3. Ramp awareness campaigns to establish public consciousness.
Government regulatory bodies are notoriously slow, but consumers are quick to catch on to well-played awareness campaigns. A good public-relations effort often paves the way for public support that helps drive regulatory change.
Public awareness campaigns can also establish practical behavior in advance of regulation -- by the time rules take effect the practice is already set. Who can forget Smokey Bear's exhortation that "only you can prevent forest fires?" And establishing sound safety habits, like instructing cyclists to wear a helmet when riding a bike, saved lives long before municipalities set up the right traffic signals or laws.
4. Take a collaborative approach when it comes to regulation.
Business and governments don't need to be at odds with one another. Sometimes a collaborative approach helps both parties achieve their goals. Sharing resources, openly and frequently communicating and checking in with regulators in other regions can go a long way toward reaching a mutually beneficial outcome.
Drawing another example from Airbnb, the company took a collaborative rather than combative approach when New York Attorney General Eric Schneiderman targeted it with a series of subpoenas for data on its hosts.
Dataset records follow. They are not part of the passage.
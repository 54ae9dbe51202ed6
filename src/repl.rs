//! The interactive loop: free text goes to the pipeline, `/commands` are
//! dispatched here. A failing command is reported and the loop continues.

use crate::files::{self, EntryKind, WriteMode, APP_DISPLAY_LIMIT};
use crate::interrupt::Phase;
use crate::personas;
use crate::pipeline::{Pipeline, RequestOutcome};
use crate::session::Session;
use crate::ui::{prompt_text, Console, Tone};
use anyhow::Context;
use std::{
    env,
    io::{self, BufRead},
    path::{Path, PathBuf},
};

const DEBUG_PREFIX: &str = "Debug this error/code and provide solutions: ";

/// `(usage, description)` for `/help`.
const COMMANDS: &[(&str, &str)] = &[
    ("/persona [name]", "Show or switch the active persona"),
    ("/files", "List files in the current directory"),
    ("/cd <path>", "Change the current directory"),
    ("/apps", "List executables on the search path"),
    ("/read <file>", "Show a file with line numbers"),
    ("/write <file>", "Create, overwrite or append to a file"),
    ("/debug", "Paste an error or code and get a fix"),
    ("/help", "Show this list"),
    ("/quit, /exit", "Leave the session"),
];

#[derive(Debug, Clone, PartialEq, Eq)]
pub enum ReplCommand {
    Empty,
    Quit,
    Help,
    Persona(Option<String>),
    Files,
    Cd(String),
    Apps,
    Read(String),
    Write(String),
    Debug,
    Unknown(String),
    Request(String),
}

pub fn parse_command(line: &str) -> ReplCommand {
    let line = line.trim();
    if line.is_empty() {
        return ReplCommand::Empty;
    }
    let Some(rest) = line.strip_prefix('/') else {
        return ReplCommand::Request(line.to_string());
    };

    let (name, args) = match rest.split_once(' ') {
        Some((name, args)) => (name, args.trim()),
        None => (rest, ""),
    };
    match name.to_lowercase().as_str() {
        "quit" | "exit" => ReplCommand::Quit,
        "help" => ReplCommand::Help,
        "persona" if args.is_empty() => ReplCommand::Persona(None),
        "persona" => ReplCommand::Persona(Some(args.to_string())),
        "files" => ReplCommand::Files,
        "cd" => ReplCommand::Cd(args.to_string()),
        "apps" => ReplCommand::Apps,
        "read" => ReplCommand::Read(args.to_string()),
        "write" => ReplCommand::Write(args.to_string()),
        "debug" => ReplCommand::Debug,
        other => ReplCommand::Unknown(other.to_string()),
    }
}

pub fn debug_request(input: &str) -> String {
    format!("{}{}", DEBUG_PREFIX, input)
}

/// Where the REPL reads its lines from.
pub trait LineSource {
    /// Next line without its terminator, `None` at end of input.
    fn next_line(&mut self) -> io::Result<Option<String>>;
}

#[derive(Debug, Default)]
pub struct StdinSource;

impl LineSource for StdinSource {
    fn next_line(&mut self) -> io::Result<Option<String>> {
        read_trimmed(&mut io::stdin().lock())
    }
}

/// Lines from any buffered reader.
#[derive(Debug)]
pub struct ReaderSource<R>(pub R);

impl<R: BufRead> LineSource for ReaderSource<R> {
    fn next_line(&mut self) -> io::Result<Option<String>> {
        read_trimmed(&mut self.0)
    }
}

fn read_trimmed(reader: &mut impl BufRead) -> io::Result<Option<String>> {
    let mut line = String::new();
    if reader.read_line(&mut line)? == 0 {
        return Ok(None);
    }
    let end = line.trim_end_matches(['\n', '\r']).len();
    line.truncate(end);
    Ok(Some(line))
}

#[derive(Debug, Clone, Copy, PartialEq, Eq)]
pub enum Flow {
    Continue,
    Quit,
}

pub struct Repl<C: Console, L: LineSource> {
    pipeline: Pipeline,
    session: Session,
    console: C,
    input: L,
}

impl<C: Console, L: LineSource> Repl<C, L> {
    pub fn new(pipeline: Pipeline, session: Session, console: C, input: L) -> Self {
        Self {
            pipeline,
            session,
            console,
            input,
        }
    }

    pub fn session(&self) -> &Session {
        &self.session
    }

    pub fn console(&self) -> &C {
        &self.console
    }

    /// Read and handle lines until `/quit` or end of input.
    pub fn run(&mut self) -> anyhow::Result<()> {
        loop {
            let cwd = env::current_dir().unwrap_or_else(|_| PathBuf::from("/"));
            self.console.prompt(&prompt_text(&cwd));
            let Some(line) = self.input.next_line().context("failed to read input")? else {
                self.console.say(Tone::Dim, "\nGoodbye! 👋");
                return Ok(());
            };
            if self.handle_line(&line) == Flow::Quit {
                return Ok(());
            }
        }
    }

    /// Handle one line. Errors are reported, never propagated.
    pub fn handle_line(&mut self, line: &str) -> Flow {
        let command = parse_command(line);
        tracing::debug!(?command, "repl input");
        match self.dispatch(command) {
            Ok(flow) => flow,
            Err(e) => {
                tracing::warn!(error = ?e, "command failed");
                self.console
                    .say(Tone::Error, &format!("\nUnexpected error: {:#}", e));
                Flow::Continue
            }
        }
    }

    fn dispatch(&mut self, command: ReplCommand) -> anyhow::Result<Flow> {
        match command {
            ReplCommand::Empty => {}
            ReplCommand::Quit => {
                self.console.say(Tone::Dim, "Goodbye! 👋");
                return Ok(Flow::Quit);
            }
            ReplCommand::Help => self.help(),
            ReplCommand::Persona(name) => self.persona(name.as_deref()),
            ReplCommand::Files => self.files()?,
            ReplCommand::Cd(path) => self.cd(&path),
            ReplCommand::Apps => self.apps(),
            ReplCommand::Read(path) => self.read(&path),
            ReplCommand::Write(path) => self.write(&path)?,
            ReplCommand::Debug => self.debug()?,
            ReplCommand::Unknown(name) => {
                self.console
                    .say(Tone::Error, &format!("Unknown command: /{}", name));
                self.console.say(
                    Tone::Dim,
                    "Available: /quit, /persona, /files, /cd, /apps, /read, /write, /debug, /help",
                );
            }
            ReplCommand::Request(text) => {
                self.request(&text);
            }
        }
        Ok(Flow::Continue)
    }

    fn request(&mut self, text: &str) -> RequestOutcome {
        let outcome = self
            .pipeline
            .process_request(&self.session, &mut self.console, text);
        tracing::debug!(state = %outcome.final_state(), "request finished");
        outcome
    }

    fn available_personas(&mut self) {
        let names = personas::keys().collect::<Vec<_>>().join(", ");
        self.console.say(Tone::Dim, &format!("Available: {}", names));
    }

    fn help(&mut self) {
        let rows: Vec<Vec<String>> = COMMANDS
            .iter()
            .map(|(usage, desc)| vec![usage.to_string(), desc.to_string()])
            .collect();
        self.console.table("Commands", &["Command", "Description"], &rows);
        self.console
            .say(Tone::Dim, "Anything else is sent to the assistant as a request.");
    }

    fn persona(&mut self, name: Option<&str>) {
        match name {
            None => {
                let current = self.session.active_persona();
                self.console
                    .say(Tone::Info, &format!("Current persona: {}", current));
            }
            Some(name) => match self.session.switch_persona(name) {
                Ok(()) => {
                    let active = self.session.active_persona();
                    self.console
                        .say(Tone::Success, &format!("✅ Switched to persona: {}", active));
                    return;
                }
                Err(e) => {
                    self.console.say(Tone::Error, &format!("❌ {}", capitalize_first(&e.to_string())));
                }
            },
        }
        self.available_personas();
    }

    fn files(&mut self) -> anyhow::Result<()> {
        let entries = files::list_dir(Path::new(".")).context("failed to list files")?;
        let rows: Vec<Vec<String>> = entries
            .iter()
            .map(|entry| {
                let (icon, kind) = match entry.kind {
                    EntryKind::Directory => ("📁", "directory"),
                    EntryKind::File => ("📄", "file"),
                };
                vec![
                    format!("{} {}", icon, entry.name),
                    kind.to_string(),
                    files::format_size(entry),
                ]
            })
            .collect();
        self.console
            .table("📁 Current Directory Files", &["Name", "Type", "Size"], &rows);
        Ok(())
    }

    fn cd(&mut self, path: &str) {
        if path.is_empty() {
            self.console.say(Tone::Error, "Usage: /cd <path>");
            return;
        }
        match files::change_dir(path) {
            Ok(target) => self
                .console
                .say(Tone::Success, &format!("Changed to: {}", target.display())),
            Err(e) => self.console.say(Tone::Error, &e.to_string()),
        }
    }

    fn apps(&mut self) {
        let apps = files::list_apps(env::var_os("PATH"));
        let rows: Vec<Vec<String>> = apps
            .iter()
            .take(APP_DISPLAY_LIMIT)
            .map(|a| vec![a.clone()])
            .collect();
        self.console
            .table("🚀 Available Commands (from PATH)", &["Executable"], &rows);
        self.console.say(
            Tone::Dim,
            &format!(
                "Showing first {} of {} available commands",
                rows.len(),
                apps.len()
            ),
        );
    }

    fn read(&mut self, path: &str) {
        if path.is_empty() {
            self.console.say(Tone::Error, "Usage: /read <filename>");
            return;
        }
        match files::read_text(Path::new(path)) {
            Ok(content) => self.console.show_file(path, &content),
            Err(e) => self.console.say(Tone::Error, &e.to_string()),
        }
    }

    fn write(&mut self, path: &str) -> anyhow::Result<()> {
        if path.is_empty() {
            self.console.say(Tone::Error, "Usage: /write <filename>");
            return Ok(());
        }
        let target = Path::new(path);

        let mode = if target.exists() {
            let question = format!("File '{}' exists. Overwrite?", path);
            match self.console.confirm(&question, false) {
                Some(true) => WriteMode::Overwrite,
                Some(false) => match self.console.confirm("Append to file instead?", true) {
                    Some(true) => WriteMode::Append,
                    _ => {
                        self.console.say(Tone::Dim, "Write cancelled.");
                        return Ok(());
                    }
                },
                None => {
                    self.console.say(Tone::Dim, "Write cancelled.");
                    return Ok(());
                }
            }
        } else {
            WriteMode::Create
        };

        self.console.say(
            Tone::Success,
            &format!(
                "Enter content for '{}' (Ctrl+D to finish, Ctrl+C then Enter to cancel):",
                path
            ),
        );
        let Some(lines) = self.read_block(None, false)? else {
            self.console.say(Tone::Dim, "\nWrite cancelled.");
            return Ok(());
        };

        files::write_text(target, &lines.join("\n"), mode)
            .with_context(|| format!("failed to write '{}'", path))?;
        self.console
            .say(Tone::Success, &format!("Content {} '{}'", mode.verb(), path));
        Ok(())
    }

    fn debug(&mut self) -> anyhow::Result<()> {
        self.console.say(
            Tone::Warning,
            "🐛 Debug Mode - Describe your error or paste problematic code",
        );
        self.console
            .say(Tone::Dim, "Finish with an empty line or Ctrl+D; Ctrl+C then Enter cancels:");

        let Some(lines) = self.read_block(Some("debug> "), true)? else {
            self.console.say(Tone::Dim, "\nDebug cancelled.");
            return Ok(());
        };
        if lines.is_empty() {
            self.console.say(Tone::Dim, "No input provided.");
            return Ok(());
        }

        self.console.say(Tone::Info, "🔍 Analyzing debug information...");
        self.request(&debug_request(&lines.join("\n")));
        Ok(())
    }

    /// Lines up to end of input, or up to a blank line when `stop_on_blank`.
    /// `None` if Ctrl+C arrived meanwhile.
    fn read_block(
        &mut self,
        prompt: Option<&str>,
        stop_on_blank: bool,
    ) -> anyhow::Result<Option<Vec<String>>> {
        let interrupts = self.pipeline.interrupts().clone();
        let _phase = interrupts.enter(Phase::Input);
        let mut lines = Vec::new();
        loop {
            if let Some(prompt) = prompt {
                self.console.prompt(prompt);
            }
            let line = self.input.next_line().context("failed to read input")?;
            if interrupts.take() {
                tracing::debug!("multi-line input cancelled");
                return Ok(None);
            }
            match line {
                Some(line) if !(stop_on_blank && line.trim().is_empty()) => lines.push(line),
                _ => return Ok(Some(lines)),
            }
        }
    }
}

fn capitalize_first(s: &str) -> String {
    let mut chars = s.chars();
    match chars.next() {
        Some(first) => first.to_uppercase().chain(chars).collect(),
        None => String::new(),
    }
}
Rather than fight the subpoenas in court, the company established a constructive dialogue and cooperated with the investigation, allowing the attorney general to proceed and deliver a report on Airbnb while maintaining the privacy of its hosts and continuing to grow its business in New York. Today, Airbnb's popularity soars, and New York remains its biggest market.
At V2, we've maintained a healthy dialogue with the FDA from the outset. We believe that our time has been well spent and that our input will play a role in informing the final proposed regulations.
5. Encourage public input in creative ways.
Public buy-in is key when regulations affect consumer habits, but the traditional public comment process for rule changes can be slow. And even though public commentary is done online, the bureaucratic nature of public hearings leads many to believe their comments are not considered, even if that's not true.
Governments should embrace creative ways to incentivize people to weigh in on regulatory change. Educators and urban planners have adopted gamification to drive deeper engagement -- and regulators can, too. Contests, creative giveaways and enlisting well-loved third-party spokespeople are other proven ways to engage the public. The White House's "We the People" petition campaign, which promises a White House response to any petition that reaches a certain signature threshold, has popularized online petitioning and is helping to drive engagement for numerous causes.
Adaptation of any kind comes with challenges, but through education, proactive self-regulation and collaboration with regulators, industry leaders can help speed the process. Through greater public-awareness efforts and creative tactics, government, too, can smooth the road toward rule-making. The best outcome would be an entirely new way of thinking about innovation and regulation.